Der grüne Neid nimmt tödliche Gestalt an
Im Sommer des Jahres 1865 überlebt Charles Dickens, der nicht nur in seiner englischen Heimat berühmteste Schriftsteller seiner Zeit, ein schreckliches Eisenbahnunglück. Während er den zahlreichen Verletzten zu helfen versucht, entdeckt er eine bizarre Gestalt, die sich an den Opfern zu schaffen macht: Dies ist Dickens´ erste Begegnung mit dem mysteriösen Drood, der ihn in den nächsten fünf Jahren - den letzten seines Lebens - immer wieder peinigen wird.
Nur seinen engsten Vertrauten zieht Dickens ins Vertrauen.
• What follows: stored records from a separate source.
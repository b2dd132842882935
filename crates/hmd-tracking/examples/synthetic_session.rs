//! Runs a full inertial/optical session against a simulated headset.
//!
//! A resting IMU stream and a blinking-LED blob stream are generated for a
//! slowly drifting headset, fed through the sampling and video threads, and
//! every optical fix pulls the inertial position towards it.
//!
//! ```text
//! cargo run -p hmd-tracking --example synthetic_session -- [config-out.json]
//! ```
//!
//! With an argument, the generated configuration is written there as JSON.

use std::env;
use std::sync::Arc;

use hmd_tracking::imu::{ImuCalibration, RawImuSample, ReplaySource};
use hmd_tracking::led::hamming_distance;
use hmd_tracking::{
    apply_optical_correction, optical_position, Blob, CameraIntrinsics, FrameReport, Marker, SamplingTask,
    TrackingConfig, VideoTask,
};
use nalgebra::{Isometry3, Point3, Translation3, UnitQuaternion, Vector3};

const FRAMES: u64 = 120;
const IMU_RATE_HZ: u32 = 1000;
const CAMERA_RATE_HZ: u32 = 60;

fn main() -> Result<(), Box<dyn std::error::Error>> {
    #[cfg(feature = "tracing")]
    hmd_tracking::core::init_tracing(false);
    #[cfg(not(feature = "tracing"))]
    hmd_tracking::core::init_with_level(log::LevelFilter::Info)?;

    let mut config = TrackingConfig::new(
        CameraIntrinsics::new(600.0, 600.0, 320.0, 240.0, [640, 480]),
        visor_markers(24),
    );
    config.imu_calibration = ImuCalibration::from_scales(9.81 / 4096.0, 1e-3, 1e-3);
    config.correction_gain = 0.2;
    if let Some(path) = env::args().nth(1) {
        config.write_json(&path)?;
        log::info!("wrote configuration to {path}");
    }

    let inertial = Arc::new(config.build_inertial_tracker());
    let imu_samples = (FRAMES as u32 * IMU_RATE_HZ / CAMERA_RATE_HZ) as usize;
    let source = ReplaySource::new(config.imu_calibration, resting_imu(100, imu_samples));
    let sampling = SamplingTask::spawn(Box::new(source), Arc::clone(&inertial))?;

    let camera_to_world = Isometry3::translation(0.0, 1.5, 0.0);
    let fused = Arc::clone(&inertial);
    let gain = config.correction_gain;
    let video = VideoTask::spawn(
        config.build_optical_tracker()?,
        4,
        Some(Box::new(move |report: &FrameReport| {
            if let Some(p) = optical_position(&report.pose, &camera_to_world) {
                apply_optical_correction(&fused, &p, gain);
            }
            if report.frame_index % 20 == 0 {
                log::info!(
                    "frame {:3}: {} blobs, {} identified, pose valid: {}",
                    report.frame_index,
                    report.stats.raw_blobs,
                    report.stats.identified,
                    report.pose.valid
                );
            }
        })),
    )?;

    let camera = config.camera;
    for frame in 0..FRAMES {
        video.submit(render_blobs(&camera, &config.markers, frame))?;
    }
    let optical = video.finish()?;
    let samples = sampling.join()?;

    let state = inertial.most_recent_state();
    let truth = (camera_to_world * headset_pose(FRAMES - 1)).translation.vector;
    log::info!("{samples} IMU samples integrated");
    println!("{}", serde_json::to_string_pretty(&optical.last_pose())?);
    println!("{}", serde_json::to_string_pretty(&state)?);
    println!("fused position error: {:.3} mm", (state.translation - truth).norm() * 1e3);
    Ok(())
}

/// LEDs on the front cap of an ellipsoidal visor, each with a distinct code
/// at Hamming distance three or more from every other.
fn visor_markers(n: usize) -> Vec<Marker> {
    let mut codes: Vec<u16> = Vec::with_capacity(n);
    for code in (0..1024u16).filter(|c| c & 1 == 0 && (3..=7).contains(&c.count_ones())) {
        if codes.len() == n {
            break;
        }
        if codes.iter().all(|&c| hamming_distance(c, code) >= 3) {
            codes.push(code);
        }
    }

    let (a, b, c) = (0.09, 0.06, 0.08);
    let golden = std::f64::consts::PI * (3.0 - 5.0_f64.sqrt());
    let count = codes.len();
    codes
        .into_iter()
        .enumerate()
        .map(|(k, pattern)| {
            let z = 1.0 - 0.7 * (k as f64 + 0.5) / count as f64;
            let r = (1.0 - z * z).sqrt();
            let phi = golden * k as f64;
            let position = Point3::new(a * r * phi.cos(), b * r * phi.sin(), -c * z);
            Marker {
                pattern,
                position,
                direction: Vector3::new(position.x / (a * a), position.y / (b * b), position.z / (c * c)),
            }
        })
        .collect()
}

fn headset_pose(frame: u64) -> Isometry3<f64> {
    let t = frame as f64 / CAMERA_RATE_HZ as f64;
    Isometry3::from_parts(
        Translation3::new(0.02 + 0.01 * t, -0.01, 0.8 - 0.02 * t),
        UnitQuaternion::from_euler_angles(0.05, -0.1 + 0.05 * t, 0.03),
    )
}

fn render_blobs(camera: &CameraIntrinsics, markers: &[Marker], frame: u64) -> Vec<Blob> {
    let pose = headset_pose(frame);
    markers
        .iter()
        .filter_map(|m| {
            let p = pose * m.position;
            if (pose.rotation * m.direction).dot(&p.coords) >= 0.0 {
                return None;
            }
            let uv = camera.project(&p).filter(|uv| camera.contains(uv))?;
            let bright = (m.pattern >> (frame % 10)) & 1 == 1;
            Some(Blob::disc(uv, if bright { 4 } else { 3 }))
        })
        .collect()
}

fn resting_imu(warmup: usize, samples: usize) -> Vec<RawImuSample> {
    let period_us = 1_000_000 / IMU_RATE_HZ;
    (0..warmup + samples)
        .map(|i| RawImuSample {
            accelerometer: [0, 0, 4096],
            gyroscope: [0, 0, 0],
            magnetometer: [300, 0, -500],
            time_stamp: i as u32 * period_us,
            warmup: i < warmup,
        })
        .collect()
}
Der kränkliche und opiumsüchtige Wilkie Collins, ebenfalls ein erfolgreicher Autor, mag an die Existenz von Drood lange nicht glauben, bis ihn ein ehemaliger Polizist eines Besseren belehrt. Inspector Field ist in Ungnade gefallen, nachdem Drood praktisch unter seinen Augen einen Edelmann ermordete. Besessen verfolgt Field den Schurken seit Jahren, um sich zu rehabilitieren und Drood stoppen zu können, der unter dem Pflaster von London ein Reich des Schreckens etabliert hat: In ehemaligen Steinbrüchen und Grabgewölben hausen die Ausgestoßenen und Verdammten der großen Stadt, die zum Sklaven eines Mannes wurden, der als intimer Kenner altägyptischer Riten sogar den Toten befehlen kann.
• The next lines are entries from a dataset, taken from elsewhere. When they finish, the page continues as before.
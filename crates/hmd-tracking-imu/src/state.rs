//! Kinematic tracking state and the ring buffer it is published through.

use nalgebra::{UnitQuaternion, Vector3};
use parking_lot::Mutex;
use serde::{Deserialize, Serialize};

/// Default number of historical states kept by the tracker.
pub const DEFAULT_RING_CAPACITY: usize = 128;

/// One filter output.
///
/// `rotation` maps sensor space to the world frame fixed at warm-up (world
/// `+z` is up). Translation and velocities are world-space.
#[derive(Clone, Copy, Debug, PartialEq, Serialize, Deserialize)]
pub struct TrackingState {
    pub time_stamp: u32,
    pub linear_acceleration: Vector3<f64>,
    pub linear_velocity: Vector3<f64>,
    pub translation: Vector3<f64>,
    /// Bias-corrected angular velocity in sensor space.
    pub angular_velocity: Vector3<f64>,
    pub rotation: UnitQuaternion<f64>,
}

impl Default for TrackingState {
    fn default() -> Self {
        Self {
            time_stamp: 0,
            linear_acceleration: Vector3::zeros(),
            linear_velocity: Vector3::zeros(),
            translation: Vector3::zeros(),
            angular_velocity: Vector3::zeros(),
            rotation: UnitQuaternion::identity(),
        }
    }
}

#[derive(Clone, Copy, Debug)]
struct Cursors {
    most_recent: usize,
    /// Number of slots holding a real state (saturates at capacity).
    len: usize,
    /// Total pushes so far.
    pushed: u64,
    /// Value of `pushed` at the last [`StateRing::lock_new`].
    locked_at: u64,
}

/// Fixed-size arena of states with a "most recent" cursor and a locked copy.
///
/// The cursor lock only covers index reads and writes. Each slot has its own
/// lock held for a single copy, and the writer fills the slot after
/// `most_recent` before advancing the cursor, so a reader never sees a
/// half-written state. The locked state lives outside the ring, so the
/// writer may wrap any number of times without touching it.
#[derive(Debug)]
pub struct StateRing {
    slots: Box<[Mutex<TrackingState>]>,
    locked: Mutex<TrackingState>,
    cursors: Mutex<Cursors>,
}

impl StateRing {
    /// A ring with `capacity` slots (at least 2), seeded with `initial` as
    /// both the most recent and the locked state.
    pub fn new(capacity: usize, initial: TrackingState) -> Self {
        let capacity = capacity.max(2);
        let slots = (0..capacity)
            .map(|_| Mutex::new(initial))
            .collect::<Vec<_>>()
            .into_boxed_slice();
        Self {
            slots,
            locked: Mutex::new(initial),
            cursors: Mutex::new(Cursors {
                most_recent: 0,
                len: 1,
                pushed: 0,
                locked_at: 0,
            }),
        }
    }

    pub fn capacity(&self) -> usize {
        self.slots.len()
    }

    /// Number of valid historical states.
    pub fn len(&self) -> usize {
        self.cursors.lock().len
    }

    pub fn is_empty(&self) -> bool {
        self.len() == 0
    }

    /// Append a state and make it the most recent one.
    pub fn push(&self, state: TrackingState) {
        let next = (self.cursors.lock().most_recent + 1) % self.slots.len();
        *self.slots[next].lock() = state;

        let mut cursors = self.cursors.lock();
        cursors.most_recent = next;
        cursors.len = (cursors.len + 1).min(self.slots.len());
        cursors.pushed += 1;
    }

    /// Copy of the most recent state.
    pub fn most_recent(&self) -> TrackingState {
        let idx = self.cursors.lock().most_recent;
        *self.slots[idx].lock()
    }

    /// Edit the most recent state in place.
    pub fn modify_most_recent<R>(&self, f: impl FnOnce(&mut TrackingState) -> R) -> R {
        let idx = self.cursors.lock().most_recent;
        let mut slot = self.slots[idx].lock();
        f(&mut slot)
    }

    /// Copy the most recent state into the locked one.
    ///
    /// Returns `true` if states were pushed since the previous call. Edits
    /// made through [`modify_most_recent`](Self::modify_most_recent) are
    /// picked up either way.
    pub fn lock_new(&self) -> bool {
        let mut cursors = self.cursors.lock();
        let changed = cursors.locked_at != cursors.pushed;
        cursors.locked_at = cursors.pushed;
        *self.locked.lock() = *self.slots[cursors.most_recent].lock();
        changed
    }

    /// Copy of the locked state.
    pub fn locked(&self) -> TrackingState {
        *self.locked.lock()
    }

    /// The stored state closest in time to `time_stamp`.
    ///
    /// Time is measured backwards from the most recent state with wrapping
    /// 32-bit arithmetic, so a stamp is "older" when its wrapped age is
    /// positive. Stamps in the future clamp to the newest state and stamps
    /// older than the ring clamp to the oldest one.
    pub fn closest_to(&self, time_stamp: u32) -> TrackingState {
        let Cursors {
            most_recent, len, ..
        } = *self.cursors.lock();
        let capacity = self.slots.len();
        let at = |k: usize| *self.slots[(most_recent + capacity - k) % capacity].lock();

        let newest = at(0);
        let age_of = |s: &TrackingState| newest.time_stamp.wrapping_sub(s.time_stamp) as i32 as i64;
        let target = newest.time_stamp.wrapping_sub(time_stamp) as i32 as i64;
        if target <= 0 || len <= 1 {
            return newest;
        }

        // first k whose age reaches the target
        let (mut lo, mut hi) = (0usize, len - 1);
        if age_of(&at(hi)) < target {
            return at(hi);
        }
        while lo < hi {
            let mid = (lo + hi) / 2;
            if age_of(&at(mid)) < target {
                lo = mid + 1;
            } else {
                hi = mid;
            }
        }

        let later = at(lo - 1);
        let earlier = at(lo);
        if target - age_of(&later) <= age_of(&earlier) - target {
            later
        } else {
            earlier
        }
    }
}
Als Collins seinem Freund Dickens helfen will, gerät er ebenfalls in Droods Gewalt. Verzweifelt versucht Collins zu entkommen, doch Drood und seine Schergen lauern überall. Systematisch werden jene ermordet, die ihnen in die Quere kommen. Nur Dickens eilt von Erfolg zu Erfolg, was in Collins die Frage aufkommen lässt, ob ihn sein Freund womöglich verraten und an Drood verkauft hat. Als Dickens ahnt, dass Collins ihn verdächtigt, beginnen beide Männer ein heimliches Katz-und-Maus-Spiel, das nur einer überleben wird - oder keiner, falls Drood es so will ...
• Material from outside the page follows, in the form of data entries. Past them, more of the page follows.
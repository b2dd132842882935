use serde::{Deserialize, Serialize};

/// Tuning of blob filtering, frame-to-frame matching and bit decoding.
#[derive(Clone, Debug, PartialEq, Serialize, Deserialize)]
#[serde(default)]
pub struct LedIdentifierParams {
    /// Largest centroid displacement (pixels) between consecutive frames for
    /// two blobs to be treated as the same LED.
    pub max_match_distance: f64,
    /// Size ratio at or above which the LED is considered to have grown (bit 1).
    pub grow_ratio: f64,
    /// Size ratio at or below which the LED is considered to have shrunk (bit 0).
    pub shrink_ratio: f64,
    /// Blobs with fewer pixels are dropped.
    pub min_blob_pixels: u32,
    /// Largest accepted bounding-box aspect ratio (long side / short side).
    pub max_aspect: f64,
    /// Smallest accepted fraction of the bounding box covered by blob pixels.
    pub min_fill: f64,
    /// Inject blobs predicted from the last accepted pose into the previous
    /// frame so re-appearing LEDs are identified immediately.
    pub ghost_blobs: bool,
}

impl Default for LedIdentifierParams {
    fn default() -> Self {
        Self {
            max_match_distance: 10.0,
            grow_ratio: 13.0 / 12.0,
            shrink_ratio: 12.0 / 13.0,
            min_blob_pixels: 10,
            max_aspect: 4.0 / 3.0,
            min_fill: 0.5,
            ghost_blobs: true,
        }
    }
}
Ein Autor zwischen allen Stühlen?
Wie bespricht man einen so umfangreichen und mit Handlung nicht geizenden Roman? Schon die leserübliche Eingangsfrage lässt sich kaum beantworten: Welchem Genre lässt sich "Drood" zuordnen? Dan Simmons entzieht sich ihr mit bemerkenswerter Energie. Er will - immerhin das wird bald deutlich - primär eine unterhaltsame Geschichte erzählen. Die Kategorisierung überlässt er denen, die ohne Schubladen nicht leben (oder lesen) können. Der Versuch wird dennoch unternommen: "Drood" ist Historien-Roman, (doppelte) Autoren-Biografie, Liebesgeschichte, Horror, Krimi und Abenteuer, wobei die Grenzen verschwimmen und die Genre-Anteile sich in ständig wechselnder Intensität mischen. (Man könnte das alles auch unter dem hilfreichen Nonsense-Begriff "Belletristik" subsumieren ...)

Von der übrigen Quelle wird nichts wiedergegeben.